§ **WORK TO COMPLETE**
What follows is a set of records, each of which is to be written out exactly.

[Stored data entries]
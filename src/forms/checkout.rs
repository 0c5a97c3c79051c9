use serde::Deserialize;
use thiserror::Error;
use validator::{Validate, ValidationErrors};

use crate::domain::cart::{CartTarget, REMOVE_ENTIRELY};
use crate::domain::money::{Money, MoneyParseError};
use crate::domain::session::{DiningMode, UserDetails};
use crate::forms::{sanitize_inline, sanitize_optional};

/// Largest quantity accepted in a single add-to-cart request.
const MAX_ADD_QUANTITY: u32 = 99;

const NAME_MAX_LEN: u64 = 64;
const PHONE_MAX_LEN: u64 = 32;
const ADDRESS_MAX_LEN: u64 = 256;
const HANDLE_MAX_LEN: u64 = 64;

pub type CheckoutFormResult<T> = Result<T, CheckoutFormError>;

#[derive(Debug, Error)]
pub enum CheckoutFormError {
    #[error("validation failed: {0}")]
    Validation(#[from] ValidationErrors),
    #[error("invalid cash amount: {0}")]
    InvalidCash(#[from] MoneyParseError),
    #[error("cash amount cannot be negative")]
    NegativeCash,
}

fn default_quantity() -> u32 {
    1
}

/// Product selection sent from the product detail screen.
#[derive(Debug, Clone, Deserialize, Validate)]
#[serde(rename_all = "camelCase")]
pub struct AddToCartForm {
    #[validate(length(min = 1))]
    pub product_id: String,
    #[serde(default = "default_quantity")]
    #[validate(range(min = 1, max = MAX_ADD_QUANTITY))]
    pub quantity: u32,
    /// Size label. The product's first size is used when absent.
    #[serde(default)]
    pub size: Option<String>,
    #[serde(default)]
    pub addons: Vec<String>,
}

impl AddToCartForm {
    pub fn sanitized(self) -> CheckoutFormResult<Self> {
        self.validate()?;
        Ok(Self {
            product_id: self.product_id.trim().to_string(),
            quantity: self.quantity,
            size: sanitize_optional(self.size.as_deref()),
            addons: self
                .addons
                .iter()
                .map(|label| sanitize_inline(label))
                .filter(|label| !label.is_empty())
                .collect(),
        })
    }
}

/// Quantity adjustment from the cart screen.
///
/// `id` is a product id or `"ALL"`; `index` narrows the change to one line.
#[derive(Debug, Clone, Deserialize, Validate)]
pub struct UpdateQuantityForm {
    #[validate(length(min = 1))]
    pub id: String,
    #[validate(range(min = REMOVE_ENTIRELY, max = 99))]
    pub delta: i64,
    #[serde(default)]
    pub index: Option<usize>,
}

impl UpdateQuantityForm {
    pub fn into_target(self) -> CheckoutFormResult<(CartTarget, i64)> {
        self.validate()?;
        Ok((CartTarget::from_wire(self.id.trim(), self.index), self.delta))
    }
}

#[derive(Debug, Clone, Copy, Deserialize)]
#[serde(rename_all = "camelCase")]
pub struct DiningModeForm {
    pub dining_mode: DiningMode,
}

/// Contact details entered on the user details screen.
///
/// Blank required fields are not an error here; they keep the checkout from
/// advancing instead.
#[derive(Debug, Clone, Default, Deserialize, Validate)]
#[serde(rename_all = "camelCase")]
pub struct UserDetailsForm {
    #[serde(default)]
    #[validate(length(max = NAME_MAX_LEN))]
    pub name: String,
    #[serde(default)]
    #[validate(length(max = PHONE_MAX_LEN))]
    pub phone: String,
    #[serde(default)]
    #[validate(length(max = ADDRESS_MAX_LEN))]
    pub address: String,
    /// Cash handed over on delivery, as typed by the customer.
    #[serde(default)]
    pub cash_tendered: Option<String>,
    #[serde(default)]
    #[validate(length(max = HANDLE_MAX_LEN))]
    pub platform: Option<String>,
    #[serde(default)]
    #[validate(length(max = HANDLE_MAX_LEN))]
    pub telegram_username: Option<String>,
}

impl UserDetailsForm {
    /// Sanitize into domain details. The dining mode is owned by the session
    /// and left at its default here.
    pub fn into_details(self) -> CheckoutFormResult<UserDetails> {
        self.validate()?;

        let cash_tendered = match self.cash_tendered.as_deref().map(str::trim) {
            None | Some("") => None,
            Some(raw) => {
                let amount = Money::parse(raw)?;
                if amount.is_negative() {
                    return Err(CheckoutFormError::NegativeCash);
                }
                Some(amount)
            }
        };

        Ok(UserDetails {
            name: sanitize_inline(&self.name),
            phone: sanitize_inline(&self.phone),
            address: sanitize_inline(&self.address),
            dining_mode: DiningMode::default(),
            cash_tendered,
            platform: sanitize_optional(self.platform.as_deref()),
            telegram_username: sanitize_optional(self.telegram_username.as_deref()),
        })
    }
}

§ **SOLVED PROBLEM**
filename src/forms/checkout.rs
repository 0c5a97c3c79051c9
use serde::Deserialize;
use thiserror::Error;
use validator::{Validate, ValidationErrors};

use crate::domain::cart::{CartTarget, REMOVE_ENTIRELY};
use crate::domain::money::{Money, MoneyParseError};
use crate::domain::session::{DiningMode, UserDetails};
use crate::forms::{sanitize_inline, sanitize_optional};

/// Largest quantity accepted in a single add-to-cart request.
const MAX_ADD_QUANTITY: u32 = 99;

const NAME_MAX_LEN: u64 = 64;
const PHONE_MAX_LEN: u64 = 32;
const ADDRESS_MAX_LEN: u64 = 256;
const HANDLE_MAX_LEN: u64 = 64;

pub type CheckoutFormResult<T> = Result<T, CheckoutFormError>;

#[derive(Debug, Error)]
pub enum CheckoutFormError {
    #[error("validation failed: {0}")]
    Validation(#[from] ValidationErrors),
    #[error("invalid cash amount: {0}")]
    InvalidCash(#[from] MoneyParseError),
    #[error("cash amount cannot be negative")]
    NegativeCash,
}

fn default_quantity() -> u32 {
    1
}

/// Product selection sent from the product detail screen.
#[derive(Debug, Clone, Deserialize, Validate)]
#[serde(rename_all = "camelCase")]
pub struct AddToCartForm {
    #[validate(length(min = 1))]
    pub product_id: String,
    #[serde(default = "default_quantity")]
    #[validate(range(min = 1, max = MAX_ADD_QUANTITY))]
    pub quantity: u32,
    /// Size label. The product's first size is used when absent.
    #[serde(default)]
    pub size: Option<String>,
    #[serde(default)]
    pub addons: Vec<String>,
}

impl AddToCartForm {
    pub fn sanitized(self) -> CheckoutFormResult<Self> {
        self.validate()?;
        Ok(Self {
            product_id: self.product_id.trim().to_string(),
            quantity: self.quantity,
            size: sanitize_optional(self.size.as_deref()),
            addons: self
                .addons
                .iter()
                .map(|label| sanitize_inline(label))
                .filter(|label| !label.is_empty())
                .collect(),
        })
    }
}

/// Quantity adjustment from the cart screen.
///
/// `id` is a product id or `"ALL"`; `index` narrows the change to one line.
#[derive(Debug, Clone, Deserialize, Validate)]
pub struct UpdateQuantityForm {
    #[validate(length(min = 1))]
    pub id: String,
    #[validate(range(min = REMOVE_ENTIRELY, max = 99))]
    pub delta: i64,
    #[serde(default)]
    pub index: Option<usize>,
}

impl UpdateQuantityForm {
    pub fn into_target(self) -> CheckoutFormResult<(CartTarget, i64)> {
        self.validate()?;
        Ok((CartTarget::from_wire(self.id.trim(), self.index), self.delta))
    }
}

#[derive(Debug, Clone, Copy, Deserialize)]
#[serde(rename_all = "camelCase")]
pub struct DiningModeForm {
    pub dining_mode: DiningMode,
}

/// Contact details entered on the user details screen.
///
/// Blank required fields are not an error here; they keep the checkout from
/// advancing instead.
#[derive(Debug, Clone, Default, Deserialize, Validate)]
#[serde(rename_all = "camelCase")]
pub struct UserDetailsForm {
    #[serde(default)]
    #[validate(length(max = NAME_MAX_LEN))]
    pub name: String,
    #[serde(default)]
    #[validate(length(max = PHONE_MAX_LEN))]
    pub phone: String,
    #[serde(default)]
    #[validate(length(max = ADDRESS_MAX_LEN))]
    pub address: String,
    /// Cash handed over on delivery, as typed by the customer.
    #[serde(default)]
    pub cash_tendered: Option<String>,
    #[serde(default)]
    #[validate(length(max = HANDLE_MAX_LEN))]
    pub platform: Option<String>,
    #[serde(default)]
    #[validate(length(max = HANDLE_MAX_LEN))]
    pub telegram_username: Option<String>,
}

impl UserDetailsForm {
    /// Sanitize into domain details. The dining mode is owned by the session
    /// and left at its default here.
    pub fn into_details(self) -> CheckoutFormResult<UserDetails> {
        self.validate()?;

        let cash_tendered = match self.cash_tendered.as_deref().map(str::trim) {
            None | Some("") => None,
            Some(raw) => {
                let amount = Money::parse(raw)?;
                if amount.is_negative() {
                    return Err(CheckoutFormError::NegativeCash);
                }
                Some(amount)
            }
        };

        Ok(UserDetails {
            name: sanitize_inline(&self.name),
            phone: sanitize_inline(&self.phone),
            address: sanitize_inline(&self.address),
            dining_mode: DiningMode::default(),
            cash_tendered,
            platform: sanitize_optional(self.platform.as_deref()),
            telegram_username: sanitize_optional(self.telegram_username.as_deref()),
        })
    }
}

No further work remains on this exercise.